Опять сверкает молния и гремит гром, на голую руку смотрителя маяка падает капля, и тут же поднимается ветер. Крафта смазывает по лбу мокрая капля, потом еще одна, он припускает со всех ног и прячется в хижине. Но дверь не закрывает: она обращена не к дому и маяку, а в другую сторону, на северо-восток. Он садится за стол, выкрашенный синий краской, открывает видавший виды блокнот, на обратной стороне залоснившейся обложки которого он собственноручно написал:
«Тот, кто описывает все, как было, лжет. Не лжет тот, кто сочиняет» . Марион возвращается домой под дождем, она не торопится — знает, что все равно промокнет. В лицо ей бьют дождь и ветер. Смотритель маяка сидит за столом на кухне.
— Что я говорил! — хвастается он.
Жена не отвечает ему.
— А где Марион?
— Не знаю.
А она идет под дождем домой, она уже промокла, платье липнет к ногам. Она сходит с тропинки и проходит в двадцати метрах от открытой двери хижины. Она попадается на глаза Крафту, они переглядываются. Над материком небо уже очистилось. Она проходит через холодную веранду и заглядывает в кухню:
— Ну и погодка.
Потом она идет к себе, мурлыча, снимает с себя все до нитки и усаживается на кровати под тропинкой, исчезающей в сени деревьев, обрывает свое мурлыканье, достает из тумбочки портсигар и растягивается на пестреньком покрывале, улыбаясь во все лицо. Альберт Крафт медленно перечитывает то, что написал: «Он сказал, что… но он соврал; он то и дело что-нибудь привирал, без злого умысла, похоже, он вынужден был приукрашивать прошлое, чтобы справиться с настоящим, мы все этим грешим, но его рассказам настолько нельзя было доверять, что это выводило меня из терпения. Как-то раз он перегородил устье реки воздвигнутым там 200 лет назад домом, и он красовался столь незыблемо, что я, в душе ни минуты не веря ему, измыслил-таки повод навестить историка-краеведа, чтобы он своею властью упразднил этот злосчастный дом. Но я все равно мучился: зачем он ему понадобился непременно в устье реки?
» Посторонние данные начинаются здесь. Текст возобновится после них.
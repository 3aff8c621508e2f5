use crate::models::{KeywordTable, FALLBACK_CATEGORY};
use crate::types::Classification;

/// First-match keyword classification over `"<subject> <description>"`, lower-cased.
/// Missing text counts as empty.
pub fn classify(table: &KeywordTable, subject: Option<&str>, description: Option<&str>) -> Classification {
    let text = format!("{} {}", subject.unwrap_or(""), description.unwrap_or("")).to_lowercase();
    for entry in table.entries() {
        if let Some(keyword) = entry.keywords.iter().find(|kw| text.contains(kw.as_str())) {
            return Classification {
                category: entry.category.clone(),
                matched_keyword: keyword.clone(),
            };
        }
    }
    Classification {
        category: FALLBACK_CATEGORY.to_string(),
        matched_keyword: String::new(),
    }
}
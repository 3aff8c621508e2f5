fn main() {
    tracing_subscriber::fmt()
        .with_env_filter(
            tracing_subscriber::EnvFilter::try_from_default_env()
                .unwrap_or_else(|_| tracing_subscriber::EnvFilter::new("info")),
        )
        .with_writer(std::io::stderr)
        .init();

    if let Err(e) = request_triage_lib::run() {
        eprintln!("Error: {}", e);
        std::process::exit(1);
    }
}
use std::borrow::Cow;

/// Columns every request row must carry, in reporting order.
pub const REQUIRED_FIELDS: &[&str] = &[
    "request_id",
    "created_at",
    "requester_name",
    "requester_email",
    "subject",
    "description",
    "priority",
];

/// Columns appended to every processed row.
pub const DERIVED_FIELDS: &[&str] = &[
    "predicted_category",
    "matched_keyword",
    "has_issues",
    "issues_detail",
];

/// One input row. `None` means the column is absent or the cell is null;
/// `Some("")` is a present but empty cell.
#[derive(Debug, Clone, Default, PartialEq, Eq)]
pub struct RequestRecord {
    pub request_id: Option<String>,
    pub created_at: Option<String>,
    pub requester_name: Option<String>,
    pub requester_email: Option<String>,
    pub subject: Option<String>,
    pub description: Option<String>,
    pub priority: Option<String>,
    /// Pass-through columns, in input order.
    pub extra: Vec<(String, Option<String>)>,
}

impl RequestRecord {
    /// Build a record from a header row and the matching cells.
    /// Cells past the end of a short row are treated as null.
    pub fn from_cells(headers: &[String], cells: Vec<Option<String>>) -> Self {
        let mut record = RequestRecord::default();
        let mut cells = cells.into_iter();
        for header in headers {
            let value = cells.next().flatten();
            match record.slot_mut(header) {
                Some(slot) => *slot = value,
                None => record.extra.push((header.clone(), value)),
            }
        }
        record
    }

    fn slot_mut(&mut self, name: &str) -> Option<&mut Option<String>> {
        match name {
            "request_id" => Some(&mut self.request_id),
            "created_at" => Some(&mut self.created_at),
            "requester_name" => Some(&mut self.requester_name),
            "requester_email" => Some(&mut self.requester_email),
            "subject" => Some(&mut self.subject),
            "description" => Some(&mut self.description),
            "priority" => Some(&mut self.priority),
            _ => None,
        }
    }

    /// Value of a named column, required or pass-through.
    pub fn field(&self, name: &str) -> Option<&str> {
        let required = match name {
            "request_id" => &self.request_id,
            "created_at" => &self.created_at,
            "requester_name" => &self.requester_name,
            "requester_email" => &self.requester_email,
            "subject" => &self.subject,
            "description" => &self.description,
            "priority" => &self.priority,
            _ => {
                return self
                    .extra
                    .iter()
                    .find(|(k, _)| k == name)
                    .and_then(|(_, v)| v.as_deref())
            }
        };
        required.as_deref()
    }
}

/// Input table: header order plus one record per data row.
#[derive(Debug, Clone, Default, PartialEq, Eq)]
pub struct RequestTable {
    pub headers: Vec<String>,
    pub records: Vec<RequestRecord>,
}

#[derive(Debug, Clone, PartialEq, Eq)]
pub struct Classification {
    pub category: String,
    /// Empty when the catch-all category was assigned.
    pub matched_keyword: String,
}

/// Original record plus the derived classification and validation fields.
#[derive(Debug, Clone, PartialEq)]
pub struct ProcessedRecord {
    pub record: RequestRecord,
    pub predicted_category: String,
    pub matched_keyword: String,
    pub issues: Vec<String>,
}

impl ProcessedRecord {
    pub fn has_issues(&self) -> bool {
        !self.issues.is_empty()
    }

    pub fn has_issues_label(&self) -> &'static str {
        if self.has_issues() {
            "Yes"
        } else {
            "No"
        }
    }

    pub fn issues_detail(&self) -> String {
        self.issues.join(" | ")
    }

    /// Cell text for an output column. Derived fields shadow input columns of the same name.
    pub fn cell(&self, column: &str) -> Option<Cow<'_, str>> {
        match column {
            "predicted_category" => Some(Cow::Borrowed(self.predicted_category.as_str())),
            "matched_keyword" => Some(Cow::Borrowed(self.matched_keyword.as_str())),
            "has_issues" => Some(Cow::Borrowed(self.has_issues_label())),
            "issues_detail" => Some(Cow::Owned(self.issues_detail())),
            _ => self.record.field(column).map(Cow::Borrowed),
        }
    }
}

#[derive(Debug, Clone, PartialEq, Eq)]
pub struct CategoryCount {
    pub category: String,
    pub count: usize,
}

#[derive(Debug, Clone, Copy, PartialEq)]
pub enum KpiValue {
    Count(usize),
    Percent(f64),
}

#[derive(Debug, Clone, Copy, PartialEq)]
pub struct Kpis {
    pub total_requests: usize,
    pub requests_with_issues: usize,
    pub requests_ok: usize,
    pub issue_rate_percent: f64,
}

impl Kpis {
    pub fn from_counts(total: usize, with_issues: usize) -> Self {
        let issue_rate_percent = if total == 0 {
            0.0
        } else {
            (with_issues as f64 / total as f64 * 100.0 * 100.0).round() / 100.0
        };
        Kpis {
            total_requests: total,
            requests_with_issues: with_issues,
            requests_ok: total - with_issues,
            issue_rate_percent,
        }
    }

    /// (metric, value) pairs in report order.
    pub fn rows(&self) -> [(&'static str, KpiValue); 4] {
        [
            ("total_requests", KpiValue::Count(self.total_requests)),
            ("requests_with_issues", KpiValue::Count(self.requests_with_issues)),
            ("requests_ok", KpiValue::Count(self.requests_ok)),
            ("issue_rate_percent", KpiValue::Percent(self.issue_rate_percent)),
        ]
    }
}

/// Everything one run produces, before it is written anywhere.
#[derive(Debug, Clone, PartialEq)]
pub struct BatchReport {
    /// Output column order for the Processed and Issues sheets.
    pub columns: Vec<String>,
    pub processed: Vec<ProcessedRecord>,
    pub category_summary: Vec<CategoryCount>,
    pub kpis: Kpis,
}

impl BatchReport {
    /// Records with at least one issue, in input order.
    pub fn issues(&self) -> impl Iterator<Item = &ProcessedRecord> + Clone {
        self.processed.iter().filter(|p| p.has_issues())
    }
}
Или что за прихоть — уткнуть бронзовую красавицу, отлитую в память об одиннадцати погибших моряках, лицом в консервные банки, пылящиеся на полках захудалого магазинчика, хотя всякому разумному человеку ясно, что ей безусловно надлежит есть глазами море с постамента соответствующей высоты? Он был так уверен в своей правоте, что непременно желал доказать это, а когда мы через полгорода дотащились до статуи, он застыл в полнейшем изумлении и долго бегал глазами от статуи до магазинчика, точно силясь найти разумное объяснение тому, что бронзовая красавица вдруг взяла и зачем-то отвернулась». Альберт Крафт цепенеет, глядя в одну точку в проеме открытой двери; потом вырывает исписанные листки и прячет их в мелкий ящик письменного стола, возвращая черному залоснившемуся блокноту девственную чистоту. Дождь кончился, материк купается в солнце, на горизонте идет на запад судно. Крафт стоит и смотрит на Восточную бухту — она похожа на подкову; времени семь пополудни. Сзади к нему крадется Марион, она приближается медленно, потому что еще не придумала, что сказать. Она нарочно наступает на сухую палку, но у него в ушах шумит море. Она подходит ближе, он оборачивается, кивает: вечер добрый. Смотритель маяка, вооруженный лишь биноклем, видит их как на ладони, они стоят в метре друг от дружки, Марион спиной к отцу.
— Вы правы, — говорит Крафт, — человек не станет забираться на почти необитаемый остров, если у него нет острейшей потребности побыть одному. Но ведь одиночество — вещь такая огромная, его невозможно постичь, пока не переживешь.
— Да.
— Мечты не терпят своего воплощения.
Он откладывает бинокль, оборачивается и видит жену, она медленно идет в туалет, усаживается, прижимается глазом к щелке, уснула она там, что ли? — и глазеет на красный домик.
— Тогда вам надо было приезжать во время осенних штормов. Тут такое творится — отцу иногда приходится ползти на карачках до маяка и обратно, честное слово.
Наконец она выходит из туалета, управилась-таки, и пропадает за домом. Он приподнимает тяжелый ящик с инструментами, вынимает из-под него один из журналов, полученных по персональной рассылке, устраивается поудобнее, сперва рассматривает картинки, потом принимается за текст.
— А когда отец дополз до места, снег был страшно глубоченный, то увидел двоих мужчин, один почти мальчик. Они сидели плечо к плечу, взявшись за руки и прижавшись спиной к скале, и он решил сначала, что они живы, потому что мальчик сидел с открытыми глазами, но они так заледенели, что их нельзя было даже расцепить. Если хотите, пойдемте покажу, где они сидели.